TASK INPUTS Start Marker

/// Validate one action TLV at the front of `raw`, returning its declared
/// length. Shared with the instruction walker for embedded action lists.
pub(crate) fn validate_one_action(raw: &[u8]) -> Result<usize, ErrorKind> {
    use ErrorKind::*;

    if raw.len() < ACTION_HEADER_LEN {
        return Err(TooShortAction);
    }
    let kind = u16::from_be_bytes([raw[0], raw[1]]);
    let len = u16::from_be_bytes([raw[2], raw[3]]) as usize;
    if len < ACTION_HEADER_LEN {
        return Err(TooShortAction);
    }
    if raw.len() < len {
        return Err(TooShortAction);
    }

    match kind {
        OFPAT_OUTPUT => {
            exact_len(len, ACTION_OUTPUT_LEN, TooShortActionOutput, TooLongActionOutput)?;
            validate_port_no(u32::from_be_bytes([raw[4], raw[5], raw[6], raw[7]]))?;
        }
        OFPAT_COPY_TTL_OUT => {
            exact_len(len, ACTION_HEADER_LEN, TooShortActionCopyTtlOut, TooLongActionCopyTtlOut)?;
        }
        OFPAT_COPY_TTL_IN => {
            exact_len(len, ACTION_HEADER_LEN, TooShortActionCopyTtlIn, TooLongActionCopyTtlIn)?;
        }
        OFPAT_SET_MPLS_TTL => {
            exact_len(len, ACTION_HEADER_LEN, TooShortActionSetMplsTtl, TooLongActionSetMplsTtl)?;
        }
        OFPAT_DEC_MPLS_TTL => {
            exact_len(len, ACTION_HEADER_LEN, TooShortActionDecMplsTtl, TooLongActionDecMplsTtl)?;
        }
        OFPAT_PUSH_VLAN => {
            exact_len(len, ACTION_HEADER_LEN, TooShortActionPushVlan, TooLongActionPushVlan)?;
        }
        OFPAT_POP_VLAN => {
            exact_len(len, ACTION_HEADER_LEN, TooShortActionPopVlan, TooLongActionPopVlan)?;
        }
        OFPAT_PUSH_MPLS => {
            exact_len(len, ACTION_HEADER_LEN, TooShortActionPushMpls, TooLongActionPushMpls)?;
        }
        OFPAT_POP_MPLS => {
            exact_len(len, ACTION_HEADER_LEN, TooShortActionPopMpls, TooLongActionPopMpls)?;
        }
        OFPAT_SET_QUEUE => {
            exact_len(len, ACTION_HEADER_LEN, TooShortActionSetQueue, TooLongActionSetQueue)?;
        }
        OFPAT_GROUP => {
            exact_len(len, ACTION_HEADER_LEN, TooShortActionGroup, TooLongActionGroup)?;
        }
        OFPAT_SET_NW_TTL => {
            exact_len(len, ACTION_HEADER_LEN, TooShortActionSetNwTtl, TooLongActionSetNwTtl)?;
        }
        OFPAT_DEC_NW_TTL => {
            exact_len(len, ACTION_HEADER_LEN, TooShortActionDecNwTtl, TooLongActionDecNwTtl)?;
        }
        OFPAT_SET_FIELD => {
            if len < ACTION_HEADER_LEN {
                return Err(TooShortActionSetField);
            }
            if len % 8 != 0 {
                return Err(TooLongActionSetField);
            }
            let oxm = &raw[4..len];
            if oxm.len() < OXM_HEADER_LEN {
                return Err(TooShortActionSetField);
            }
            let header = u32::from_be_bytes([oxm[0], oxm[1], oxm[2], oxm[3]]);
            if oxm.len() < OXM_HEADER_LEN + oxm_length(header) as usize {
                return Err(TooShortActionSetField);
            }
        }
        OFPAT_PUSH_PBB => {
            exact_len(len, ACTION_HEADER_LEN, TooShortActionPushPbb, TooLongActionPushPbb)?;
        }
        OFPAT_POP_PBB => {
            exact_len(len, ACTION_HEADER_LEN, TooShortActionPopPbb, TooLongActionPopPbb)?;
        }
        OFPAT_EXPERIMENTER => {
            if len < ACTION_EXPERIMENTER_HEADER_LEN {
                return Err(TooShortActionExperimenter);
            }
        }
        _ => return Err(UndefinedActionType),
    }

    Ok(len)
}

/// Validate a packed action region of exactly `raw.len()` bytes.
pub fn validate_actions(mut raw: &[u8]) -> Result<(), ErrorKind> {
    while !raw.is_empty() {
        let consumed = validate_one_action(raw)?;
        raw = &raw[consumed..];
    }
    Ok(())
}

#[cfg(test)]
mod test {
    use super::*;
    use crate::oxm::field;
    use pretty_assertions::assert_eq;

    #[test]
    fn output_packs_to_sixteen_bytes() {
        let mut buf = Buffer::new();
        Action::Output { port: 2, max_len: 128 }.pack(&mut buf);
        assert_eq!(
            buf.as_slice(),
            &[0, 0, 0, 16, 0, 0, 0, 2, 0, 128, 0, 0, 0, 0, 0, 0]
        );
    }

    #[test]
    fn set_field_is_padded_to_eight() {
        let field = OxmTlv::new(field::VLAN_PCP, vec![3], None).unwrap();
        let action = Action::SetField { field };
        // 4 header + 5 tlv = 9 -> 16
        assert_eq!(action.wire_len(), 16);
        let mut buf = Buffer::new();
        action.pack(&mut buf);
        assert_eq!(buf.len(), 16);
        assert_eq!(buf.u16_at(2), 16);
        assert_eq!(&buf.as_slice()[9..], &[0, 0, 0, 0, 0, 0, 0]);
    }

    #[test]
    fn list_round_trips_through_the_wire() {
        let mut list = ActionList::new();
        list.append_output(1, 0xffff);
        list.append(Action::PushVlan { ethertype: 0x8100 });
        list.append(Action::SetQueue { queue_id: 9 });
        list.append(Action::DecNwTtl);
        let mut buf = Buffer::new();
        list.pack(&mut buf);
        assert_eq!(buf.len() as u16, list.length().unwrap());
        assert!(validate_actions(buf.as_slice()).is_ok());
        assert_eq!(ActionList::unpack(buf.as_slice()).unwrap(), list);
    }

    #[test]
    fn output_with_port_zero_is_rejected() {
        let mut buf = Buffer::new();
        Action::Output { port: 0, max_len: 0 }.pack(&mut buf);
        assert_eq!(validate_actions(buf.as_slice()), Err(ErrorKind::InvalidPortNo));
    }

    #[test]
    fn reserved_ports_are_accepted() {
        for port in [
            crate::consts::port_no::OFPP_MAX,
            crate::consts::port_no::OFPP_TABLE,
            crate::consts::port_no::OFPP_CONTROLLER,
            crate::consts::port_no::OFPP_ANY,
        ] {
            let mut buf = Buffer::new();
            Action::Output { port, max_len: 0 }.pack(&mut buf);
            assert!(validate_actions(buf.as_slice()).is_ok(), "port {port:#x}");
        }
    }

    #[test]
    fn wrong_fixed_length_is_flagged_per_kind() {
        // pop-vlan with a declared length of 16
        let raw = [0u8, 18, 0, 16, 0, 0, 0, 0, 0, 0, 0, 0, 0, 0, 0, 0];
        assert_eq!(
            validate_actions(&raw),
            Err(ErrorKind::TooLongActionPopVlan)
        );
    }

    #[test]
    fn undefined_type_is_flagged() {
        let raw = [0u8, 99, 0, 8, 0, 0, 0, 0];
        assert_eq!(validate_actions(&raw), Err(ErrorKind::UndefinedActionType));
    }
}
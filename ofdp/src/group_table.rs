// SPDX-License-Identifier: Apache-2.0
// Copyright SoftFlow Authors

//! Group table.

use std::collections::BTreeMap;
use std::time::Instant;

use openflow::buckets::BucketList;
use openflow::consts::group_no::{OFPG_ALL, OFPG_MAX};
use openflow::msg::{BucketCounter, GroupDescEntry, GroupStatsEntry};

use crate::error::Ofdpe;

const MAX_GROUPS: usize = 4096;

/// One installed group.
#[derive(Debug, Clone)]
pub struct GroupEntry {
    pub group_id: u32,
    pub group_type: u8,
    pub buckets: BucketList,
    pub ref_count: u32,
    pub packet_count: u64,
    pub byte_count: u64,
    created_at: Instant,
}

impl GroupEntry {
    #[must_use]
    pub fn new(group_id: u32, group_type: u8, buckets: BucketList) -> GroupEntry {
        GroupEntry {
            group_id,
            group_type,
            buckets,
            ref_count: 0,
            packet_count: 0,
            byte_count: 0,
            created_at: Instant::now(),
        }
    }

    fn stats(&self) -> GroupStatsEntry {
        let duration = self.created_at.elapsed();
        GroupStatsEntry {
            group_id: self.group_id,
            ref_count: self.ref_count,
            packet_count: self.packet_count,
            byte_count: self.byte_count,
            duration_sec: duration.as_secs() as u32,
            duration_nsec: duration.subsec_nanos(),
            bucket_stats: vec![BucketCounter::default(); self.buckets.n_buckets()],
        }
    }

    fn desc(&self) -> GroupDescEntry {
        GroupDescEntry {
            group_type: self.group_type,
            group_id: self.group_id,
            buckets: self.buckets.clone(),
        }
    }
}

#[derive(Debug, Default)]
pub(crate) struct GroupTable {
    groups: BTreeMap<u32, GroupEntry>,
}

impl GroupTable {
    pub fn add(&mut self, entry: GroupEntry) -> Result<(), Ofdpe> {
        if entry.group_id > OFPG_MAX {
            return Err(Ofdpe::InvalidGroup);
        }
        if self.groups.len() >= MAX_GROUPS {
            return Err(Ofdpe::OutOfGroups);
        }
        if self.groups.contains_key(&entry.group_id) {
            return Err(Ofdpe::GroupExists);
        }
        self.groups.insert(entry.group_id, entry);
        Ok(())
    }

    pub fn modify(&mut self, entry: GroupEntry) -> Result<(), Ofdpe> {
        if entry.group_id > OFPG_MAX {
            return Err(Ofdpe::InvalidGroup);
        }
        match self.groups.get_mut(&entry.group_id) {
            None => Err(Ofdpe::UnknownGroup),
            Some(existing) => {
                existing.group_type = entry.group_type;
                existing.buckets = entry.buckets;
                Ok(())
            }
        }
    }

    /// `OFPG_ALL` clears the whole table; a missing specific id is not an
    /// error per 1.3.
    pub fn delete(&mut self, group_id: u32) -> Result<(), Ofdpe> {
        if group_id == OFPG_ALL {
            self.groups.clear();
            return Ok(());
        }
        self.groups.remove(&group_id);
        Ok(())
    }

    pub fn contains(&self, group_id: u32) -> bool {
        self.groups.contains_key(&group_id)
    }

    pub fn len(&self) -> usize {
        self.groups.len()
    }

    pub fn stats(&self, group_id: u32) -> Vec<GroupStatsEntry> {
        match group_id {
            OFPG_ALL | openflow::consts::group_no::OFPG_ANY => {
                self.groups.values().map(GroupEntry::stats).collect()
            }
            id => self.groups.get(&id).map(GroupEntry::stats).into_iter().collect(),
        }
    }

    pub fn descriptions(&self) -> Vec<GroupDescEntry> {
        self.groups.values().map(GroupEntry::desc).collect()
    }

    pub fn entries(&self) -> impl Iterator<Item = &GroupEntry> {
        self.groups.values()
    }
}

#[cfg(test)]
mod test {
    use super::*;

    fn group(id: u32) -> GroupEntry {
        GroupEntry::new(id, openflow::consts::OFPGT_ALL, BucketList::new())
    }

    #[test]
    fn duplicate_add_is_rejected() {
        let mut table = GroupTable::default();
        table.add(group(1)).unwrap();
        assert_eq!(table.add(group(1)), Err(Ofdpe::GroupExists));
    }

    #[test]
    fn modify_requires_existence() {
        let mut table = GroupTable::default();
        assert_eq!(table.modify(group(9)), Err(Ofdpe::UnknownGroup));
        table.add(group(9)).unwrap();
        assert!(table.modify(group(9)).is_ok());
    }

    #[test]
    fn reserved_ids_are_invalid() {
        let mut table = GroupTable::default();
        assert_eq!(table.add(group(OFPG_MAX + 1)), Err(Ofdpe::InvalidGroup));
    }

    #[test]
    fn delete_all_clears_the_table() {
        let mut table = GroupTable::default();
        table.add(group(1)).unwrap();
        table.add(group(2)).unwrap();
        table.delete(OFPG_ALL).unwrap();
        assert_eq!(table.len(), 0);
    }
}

TASK INPUTS End Marker

Go through the records above and copy each line where "existing" is found.

§ PROBLEM SOLUTION
            Some(existing) => {
                existing.group_type = entry.group_type;
                existing.buckets = entry.buckets;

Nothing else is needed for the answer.